Work item ->
The answer must be an exact reproduction of the lines from the start of the records below through the line containing "pub fn load_from_env()", and nothing more.

++++ Exercise input

//! Process-level configuration: environment variables in, a validated
//! [`jobforge_core::WorkerConfig`] out.

use std::env;
use std::time::Duration;

use jobforge_core::WorkerConfig;

#[derive(Debug, thiserror::Error)]
pub enum ConfigError {
    #[error("{var} must be set")]
    Missing { var: &'static str },
    #[error("{var}={value:?} is not a valid {kind}")]
    Invalid {
        var: &'static str,
        value: String,
        kind: &'static str,
    },
    #[error(transparent)]
    Validation(#[from] jobforge_core::ConfigError),
}

#[derive(Debug, Clone, Copy, PartialEq, Eq)]
pub enum Environment {
    Development,
    Production,
    Test,
}

impl std::str::FromStr for Environment {
    type Err = ();
    fn from_str(s: &str) -> Result<Self, Self::Err> {
        match s {
            "development" => Ok(Self::Development),
            "production" => Ok(Self::Production),
            "test" => Ok(Self::Test),
            _ => Err(()),
        }
    }
}

pub struct AppConfig {
    pub worker: WorkerConfig,
    pub database_url: String,
    pub environment: Environment,
}

fn env_string(var: &'static str, default: Option<&str>) -> Result<String, ConfigError> {
    match env::var(var) {
        Ok(value) => Ok(value),
        Err(_) => default
            .map(|d| d.to_string())
            .ok_or(ConfigError::Missing { var }),
    }
}

fn env_u64(var: &'static str, default: u64) -> Result<u64, ConfigError> {
    match env::var(var) {
        Ok(value) => value.parse().map_err(|_| ConfigError::Invalid {
            var,
            value,
            kind: "integer",
        }),
        Err(_) => Ok(default),
    }
}

fn env_i64(var: &'static str, default: i64) -> Result<i64, ConfigError> {
    match env::var(var) {
        Ok(value) => value.parse().map_err(|_| ConfigError::Invalid {
            var,
            value,
            kind: "integer",
        }),
        Err(_) => Ok(default),
    }
}

/// Loads and validates the process configuration from the environment.
/// Called once at startup; any error here is fatal (exit code 2).
pub fn load_from_env() -> Result<AppConfig, ConfigError> {
    let worker_id = env_string("WORKER_ID", None).unwrap_or_else(|_| {
        format!("worker-{}", std::process::id())
    });
    let database_url = env_string("QUEUE_URL", None)?;

    let poll_interval = Duration::from_secs(env_u64("POLL_INTERVAL_S", 2)?);
    let heartbeat_interval = Duration::from_secs(env_u64("HEARTBEAT_INTERVAL_S", 30)?);
    let claim_limit = env_i64("CLAIM_LIMIT", 10)?;
    let max_concurrent = env_i64("MAX_CONCURRENT", claim_limit)?.max(1) as usize;
    let job_timeout = Duration::from_secs(env_u64("JOB_TIMEOUT_S", 30)?);
    let shutdown_grace = Duration::from_secs(env_u64("SHUTDOWN_GRACE_S", 30)?);
    let store_lease_ttl = Duration::from_secs(env_u64("STORE_LEASE_TTL_S", 90)?);

    let environment = env_string("ENVIRONMENT", Some("development"))?
        .parse()
        .map_err(|_| ConfigError::Invalid {
            var: "ENVIRONMENT",
            value: env::var("ENVIRONMENT").unwrap_or_default(),
            kind: "one of development|production|test",
        })?;

    let worker = WorkerConfig {
        worker_id,
        poll_interval,
        heartbeat_interval,
        claim_limit,
        max_concurrent,
        job_timeout,
        shutdown_grace,
        store_lease_ttl,
    };
    worker.validate()?;

    Ok(AppConfig {
        worker,
        database_url,
        environment,
    })
}

#[cfg(test)]
mod tests {
    use super::*;

    #[test]
    fn environment_parses_known_values_only() {
        assert_eq!("production".parse::<Environment>(), Ok(Environment::Production));
        assert!("staging".parse::<Environment>().is_err());
    }
}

++++++++

Exercise answer ->
//! Process-level configuration: environment variables in, a validated
//! [`jobforge_core::WorkerConfig`] out.

use std::env;
use std::time::Duration;

use jobforge_core::WorkerConfig;

#[derive(Debug, thiserror::Error)]
pub enum ConfigError {
    #[error("{var} must be set")]
    Missing { var: &'static str },
    #[error("{var}={value:?} is not a valid {kind}")]
    Invalid {
        var: &'static str,
        value: String,
        kind: &'static str,
    },
    #[error(transparent)]
    Validation(#[from] jobforge_core::ConfigError),
}

#[derive(Debug, Clone, Copy, PartialEq, Eq)]
pub enum Environment {
    Development,
    Production,
    Test,
}

impl std::str::FromStr for Environment {
    type Err = ();
    fn from_str(s: &str) -> Result<Self, Self::Err> {
        match s {
            "development" => Ok(Self::Development),
            "production" => Ok(Self::Production),
            "test" => Ok(Self::Test),
            _ => Err(()),
        }
    }
}

pub struct AppConfig {
    pub worker: WorkerConfig,
    pub database_url: String,
    pub environment: Environment,
}

fn env_string(var: &'static str, default: Option<&str>) -> Result<String, ConfigError> {
    match env::var(var) {
        Ok(value) => Ok(value),
        Err(_) => default
            .map(|d| d.to_string())
            .ok_or(ConfigError::Missing { var }),
    }
}

fn env_u64(var: &'static str, default: u64) -> Result<u64, ConfigError> {
    match env::var(var) {
        Ok(value) => value.parse().map_err(|_| ConfigError::Invalid {
            var,
            value,
            kind: "integer",
        }),
        Err(_) => Ok(default),
    }
}

fn env_i64(var: &'static str, default: i64) -> Result<i64, ConfigError> {
    match env::var(var) {
        Ok(value) => value.parse().map_err(|_| ConfigError::Invalid {
            var,
            value,
            kind: "integer",
        }),
        Err(_) => Ok(default),
    }
}

/// Loads and validates the process configuration from the environment.
/// Called once at startup; any error here is fatal (exit code 2).
pub fn load_from_env() -> Result<AppConfig, ConfigError> {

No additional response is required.